Blame and Peace

By Rev. David Wilson Rogers |  August 23, 2014

            An unarmed man is killed by police, angry residents erupt in protests, police move in with military-like force to restore order, and the violence escalates. Residents blame police brutality and the law blames unruly residents. The community is shattered and bitter factions become entrenched in their definitive positions of embattled defense and response.
            Russian separatists in Crimea revolt against the Ukrainian government. Political entities from Moscow to Washington DC angrily blame each other for undermining the rule of law and sovereign right to self-determination. As the machines of war are employed to restore peace, innocent air travelers are blown out of the sky and humanitarian aid is scrutinized out of fear, mistrust, of potential deceit and treachery.
Hamas blames unrelenting Israeli oppression and lobs indiscriminate rockets into Israel. Israel blames unwarranted Palestinian aggression and launches military violence into Gaza. Negotiations fail as ferociously embedded hatred festers into dehumanizing intolerance. 
            Unions blame corporate greed and fight for higher wages while corporations blame union arrogance for eroding necessary profits. Welfare recipients blame economic inequality for dependence on the system and those not receiving benefits blame personal laziness and inadequate moral standards for dependence on the system. The Republicans blame the Democrats for being too liberal while the Democrats blame the Republicans for being too conservative. Christians, when facing the challenges of vital ministry in the modern world, blame everything from Satan to changing morals, shifting cultural standards, and eroding biblical literacy for making the ministry of Jesus Christ increasingly difficult today.
            When it comes to facing the truly volatile and destructive forces facing our world today, there certainly is a lot of blame to go around. Yet, blame as we may, blaming remains a very destructive sin. It is nothing new. Blame is one of the oldest sins in humanity. When confronted by God in the Garden of Eden, Adam blamed Eve, who then blamed the serpent. Blaming, however, changed nothing in the Garden at the dawn of Creation. The first children of Creation proved to be no better and the pattern continued.
There is no escaping the fact that the very real problems and catastrophic conflicts facing humanity are the result of people making very sinful, violent, immoral, and disastrous choices. From the streets of Ferguson to the villages of Gaza, from the welfare lines in America to the battle lines in Crimea, there is unrelenting sin that must be stopped.

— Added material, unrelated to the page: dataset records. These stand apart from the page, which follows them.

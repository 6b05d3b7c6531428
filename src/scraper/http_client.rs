//! HTTP transport seam.
//!
//! Fetch routines only see [`Session`] and [`HttpResponse`]. Dropping a
//! response releases its connection, so a body abandoned after early
//! termination is never read to the end.

use async_trait::async_trait;
use bytes::{Bytes, BytesMut};
use futures::Stream;
use std::sync::Arc;

use crate::config::ScraperConfig;
use crate::error::{Error, Result};

#[async_trait]
pub trait HttpResponse: Send {
    fn status(&self) -> u16;

    fn url(&self) -> &str;

    /// Next body frame, `None` once the body is exhausted.
    async fn next_chunk(&mut self) -> Result<Option<Bytes>>;

    fn error_for_status(&self) -> Result<()> {
        let status = self.status();
        if (200..300).contains(&status) {
            Ok(())
        } else {
            Err(Error::Status {
                url: self.url().to_string(),
                status,
            })
        }
    }

    /// Entire remaining body.
    async fn read(&mut self) -> Result<Bytes> {
        let mut body = BytesMut::new();
        while let Some(chunk) = self.next_chunk().await? {
            body.extend_from_slice(&chunk);
        }
        Ok(body.freeze())
    }
}

#[async_trait]
pub trait Session: Send + Sync {
    async fn get(&self, url: &str) -> Result<Box<dyn HttpResponse>>;

    /// Submits `form` url-encoded. Never retried.
    async fn post(&self, url: &str, form: &[(&str, &str)]) -> Result<Box<dyn HttpResponse>>;

    /// Header sent with every subsequent request.
    fn set_header(&self, name: &str, value: &str) -> Result<()>;
}

/// Streams a response body in chunks of at most `size_hint` bytes.
///
/// A `size_hint` of 0 passes frames through as received. The stream ends after
/// the first error.
pub fn response_chunks(
    response: Box<dyn HttpResponse>,
    size_hint: usize,
) -> impl Stream<Item = Result<Bytes>> + Send {
    futures::stream::unfold(
        (response, Bytes::new(), false),
        move |(mut response, mut pending, failed)| async move {
            if failed {
                return None;
            }
            while pending.is_empty() {
                match response.next_chunk().await {
                    Ok(Some(frame)) => pending = frame,
                    Ok(None) => return None,
                    Err(e) => return Some((Err(e), (response, Bytes::new(), true))),
                }
            }
            let take = match size_hint {
                0 => pending.len(),
                n => n.min(pending.len()),
            };
            let chunk = pending.split_to(take);
            Some((Ok(chunk), (response, pending, false)))
        },
    )
}

// ── Capability registry ───────────────────────────────────────────────────────

/// Client names this build can construct.
pub fn available_clients() -> &'static [&'static str] {
    #[cfg(feature = "reqwest-client")]
    {
        &["reqwest"]
    }
    #[cfg(not(feature = "reqwest-client"))]
    {
        &[]
    }
}

/// Resolves a client name to a session. Names compiled out of this build fail
/// here rather than at startup.
pub fn session_for(name: &str, config: &ScraperConfig) -> Result<Arc<dyn Session>> {
    match name {
        #[cfg(feature = "reqwest-client")]
        "reqwest" => Ok(Arc::new(reqwest_session::ReqwestSession::new(config)?)),
        other => {
            let _ = config;
            Err(Error::UnsupportedClient(other.to_string()))
        }
    }
}

#[cfg(feature = "reqwest-client")]
pub use reqwest_session::ReqwestSession;

#[cfg(feature = "reqwest-client")]
mod reqwest_session {
    use super::*;
    use reqwest::header::{CONTENT_TYPE, HeaderMap, HeaderName, HeaderValue};
    use std::sync::RwLock;
    use std::time::Duration;
    use tokio_retry::RetryIf;
    use tokio_retry::strategy::{ExponentialBackoff, jitter};
    use tracing::{debug, warn};

    use crate::utils::polite_delay;

    pub struct ReqwestSession {
        inner: reqwest::Client,
        config: ScraperConfig,
        headers: RwLock<HeaderMap>,
    }

    impl ReqwestSession {
        pub fn new(config: &ScraperConfig) -> Result<Self> {
            let inner = reqwest::Client::builder()
                .user_agent(&config.user_agent)
                .timeout(Duration::from_secs(config.timeout_secs))
                .gzip(true)
                .build()?;

            Ok(Self {
                inner,
                config: config.clone(),
                headers: RwLock::new(HeaderMap::new()),
            })
        }

        fn headers(&self) -> HeaderMap {
            self.headers
                .read()
                .map(|h| h.clone())
                .unwrap_or_default()
        }

        async fn send_get(&self, url: &str) -> Result<reqwest::Response> {
            polite_delay(self.config.request_delay_ms, self.config.jitter_ms).await;
            debug!("GET {}", url);
            let resp = self.inner.get(url).headers(self.headers()).send().await?;
            match resp.status().as_u16() {
                status @ (429 | 503) => Err(Error::Status {
                    url: url.to_string(),
                    status,
                }),
                _ => Ok(resp),
            }
        }
    }

    fn is_retryable(err: &Error) -> bool {
        match err {
            Error::Http(e) => e.is_timeout() || e.is_connect() || e.is_request(),
            Error::Status { status, .. } => matches!(status, 429 | 503),
            _ => false,
        }
    }

    #[async_trait]
    impl Session for ReqwestSession {
        async fn get(&self, url: &str) -> Result<Box<dyn HttpResponse>> {
            let strategy = ExponentialBackoff::from_millis(2)
                .factor(self.config.request_delay_ms.max(1))
                .max_delay(Duration::from_secs(30))
                .map(jitter)
                .take(self.config.max_retries as usize);

            let mut attempt = 0u32;
            let resp = RetryIf::start(
                strategy,
                || {
                    attempt += 1;
                    let n = attempt;
                    async move {
                        self.send_get(url).await.inspect_err(|e| {
                            warn!("GET {} failed on attempt {}: {}", url, n, e)
                        })
                    }
                },
                is_retryable,
            )
            .await?;

            Ok(Box::new(ReqwestResponse::new(resp)))
        }

        async fn post(&self, url: &str, form: &[(&str, &str)]) -> Result<Box<dyn HttpResponse>> {
            polite_delay(self.config.request_delay_ms, self.config.jitter_ms).await;
            debug!("POST {}", url);
            let body = url::form_urlencoded::Serializer::new(String::new())
                .extend_pairs(form.iter().copied())
                .finish();
            let resp = self
                .inner
                .post(url)
                .headers(self.headers())
                .header(CONTENT_TYPE, "application/x-www-form-urlencoded")
                .body(body)
                .send()
                .await?;
            Ok(Box::new(ReqwestResponse::new(resp)))
        }

        fn set_header(&self, name: &str, value: &str) -> Result<()> {
            let name = HeaderName::from_bytes(name.as_bytes())
                .map_err(|e| Error::Transport(format!("invalid header name '{name}': {e}")))?;
            let value = HeaderValue::from_str(value)
                .map_err(|e| Error::Transport(format!("invalid header value: {e}")))?;
            let mut headers = self
                .headers
                .write()
                .map_err(|_| Error::Transport("header map lock poisoned".into()))?;
            headers.insert(name, value);
            Ok(())
        }
    }

    struct ReqwestResponse {
        inner: reqwest::Response,
        url: String,
        status: u16,
    }

    impl ReqwestResponse {
        fn new(inner: reqwest::Response) -> Self {
            Self {
                url: inner.url().to_string(),
                status: inner.status().as_u16(),
                inner,
            }
        }
    }

    #[async_trait]
    impl HttpResponse for ReqwestResponse {
        fn status(&self) -> u16 {
            self.status
        }

        fn url(&self) -> &str {
            &self.url
        }

        async fn next_chunk(&mut self) -> Result<Option<Bytes>> {
            Ok(self.inner.chunk().await?)
        }
    }

}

Yet for a genuine and authentic call for just and sustainable peace to be restored, the first thing that must end is the finger-pointing of blame. As with Adam and Eve, when the people of God are willing to cast the finger of blame on other people, forces, entities, and powers without taking the time to understand how our own actions—or inactions, beliefs, attitudes, and positions—have contributed to the situation, the violence will only continue and escalate.
Jesus called for blessing upon the peacemakers (Matt 5:9) and condemned the use of violence as a solution to conflict (Matt 26:52). James calls people of faith to let understanding, listening, and compassion guide our actions (1:19) and the author of Ephesians calls for Christians to live in unity forged in the love and peace that comes only from Christ (4:1-6). As mistrust breeds fear, which fuels violence, and human lives are destroyed in the name of casting blame, those who call on Christ must stand for genuine peace and true justice.